The task = Print, exactly as they stand, the lines from the start of the listing to the line containing "non-parallel path and", inclusive.

Record set =
//! The generic task-queue façade (§1, §6: `enqueueTaskFcn`/`finishTaskFcn`).
//!
//! The solver never spawns threads itself; it hands work to whatever [`TaskQueue`] the host
//! plugs in. This mirrors `rapier2d`'s split (see `parallel_island_solver.rs`) between an inline,
//! non-parallel path and a `rayon`-backed path behind the `parallel` feature.

/// A task function for parallel-for style dispatch: `(start_index, end_index, thread_index)`
/// (§6, "Task function signature for parallel-for").
pub type TaskFn<'a> = dyn Fn(usize, usize, usize) + Sync + 'a;

/// `enqueueTaskFcn`/`finishTaskFcn` (§6). `enqueue` may run `task` inline and return `None`
/// (§6: "inline execution allowed"); callers must tolerate that and must always pass whatever
/// `enqueue` returned to `finish`, exactly once.
pub trait TaskQueue {
    type Handle;

    fn enqueue(&self, item_count: usize, min_range: usize, task: &TaskFn<'_>) -> Option<Self::Handle>;
    fn finish(&self, handle: Option<Self::Handle>);
}

/// Runs everything on the calling thread. `item_count` becomes a single `(0, item_count, 0)`
/// invocation, i.e. `workerCount` effectively collapses to 1.
#[derive(Default)]
pub struct InlineTaskQueue;

impl TaskQueue for InlineTaskQueue {
    type Handle = ();

    fn enqueue(&self, item_count: usize, _min_range: usize, task: &TaskFn<'_>) -> Option<()> {
        if item_count > 0 {
            task(0, item_count, 0);
        }
        None
    }

    fn finish(&self, _handle: Option<()>) {}
}

/// Dispatches onto a `rayon` thread pool. `enqueue` blocks until every spawned chunk completes
/// (`rayon::scope` only returns once its spawned tasks have joined), so `finish` has nothing
/// left to do — the join already happened inside `enqueue`. This collapses the
/// enqueue/finish split into a single call the way a `ParallelIslandSolver`-style driver drives
/// its `rayon::Scope` (spawn now, implicit join at scope exit).
#[cfg(feature = "parallel")]
#[derive(Default)]
pub struct RayonTaskQueue;

#[cfg(feature = "parallel")]
impl TaskQueue for RayonTaskQueue {
    type Handle = ();

    fn enqueue(&self, item_count: usize, min_range: usize, task: &TaskFn<'_>) -> Option<()> {
        if item_count == 0 {
            return None;
        }
        let chunk = min_range.max(1);
        rayon::scope(|scope| {
            let mut start = 0;
            while start < item_count {
                let end = (start + chunk).min(item_count);
                scope.spawn(move |_| task(start, end, start));
                start = end;
            }
        });
        None
    }

    fn finish(&self, _handle: Option<()>) {}
}

#[cfg(test)]
mod tests {
    use super::*;
    use std::sync::atomic::{AtomicUsize, Ordering};

    #[test]
    fn inline_queue_runs_the_full_range_on_the_caller() {
        let queue = InlineTaskQueue;
        let sum = AtomicUsize::new(0);
        let handle = queue.enqueue(4, 1, &|start, end, _tidx| {
            for i in start..end {
                sum.fetch_add(i, Ordering::Relaxed);
            }
        });
        queue.finish(handle);
        assert_eq!(sum.load(Ordering::Relaxed), 0 + 1 + 2 + 3);
    }

    #[test]
    fn inline_queue_with_zero_items_invokes_nothing() {
        let queue = InlineTaskQueue;
        let calls = AtomicUsize::new(0);
        let handle = queue.enqueue(0, 1, &|_, _, _| {
            calls.fetch_add(1, Ordering::Relaxed);
        });
        queue.finish(handle);
        assert_eq!(calls.load(Ordering::Relaxed), 0);
    }

    #[cfg(feature = "parallel")]
    #[test]
    fn rayon_queue_dispatches_every_chunk_exactly_once() {
        let queue = RayonTaskQueue;
        let seen = std::sync::Mutex::new(Vec::new());
        let handle = queue.enqueue(8, 1, &|start, end, _tidx| {
            assert_eq!(end - start, 1);
            seen.lock().unwrap().push(start);
        });
        queue.finish(handle);
        let mut seen = seen.into_inner().unwrap();
        seen.sort_unstable();
        assert_eq!(seen, (0..8).collect::<Vec<_>>());
    }
}
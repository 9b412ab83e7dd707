//! The solver's owned data model (§3): body records and the constraint graph.
//!
//! Shape/body *storage* (the container managing insertion, removal, and sleeping-set
//! transitions) is external per §1 — see [`crate::external::BodyStorage`]. What lives here are
//! the dense per-body records the storage container is expected to hand the solver indexed
//! access to.

pub mod body;
pub mod graph_color;

pub use body::{BodyFlags, BodyKind, BodySim, BodyState};
pub use graph_color::{ConstraintEndpoints, ConstraintGraph, GraphColor};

Solution to the exercise =
//! The generic task-queue façade (§1, §6: `enqueueTaskFcn`/`finishTaskFcn`).
//!
//! The solver never spawns threads itself; it hands work to whatever [`TaskQueue`] the host
//! plugs in. This mirrors `rapier2d`'s split (see `parallel_island_solver.rs`) between an inline,
//! non-parallel path and a `rayon`-backed path behind the `parallel` feature.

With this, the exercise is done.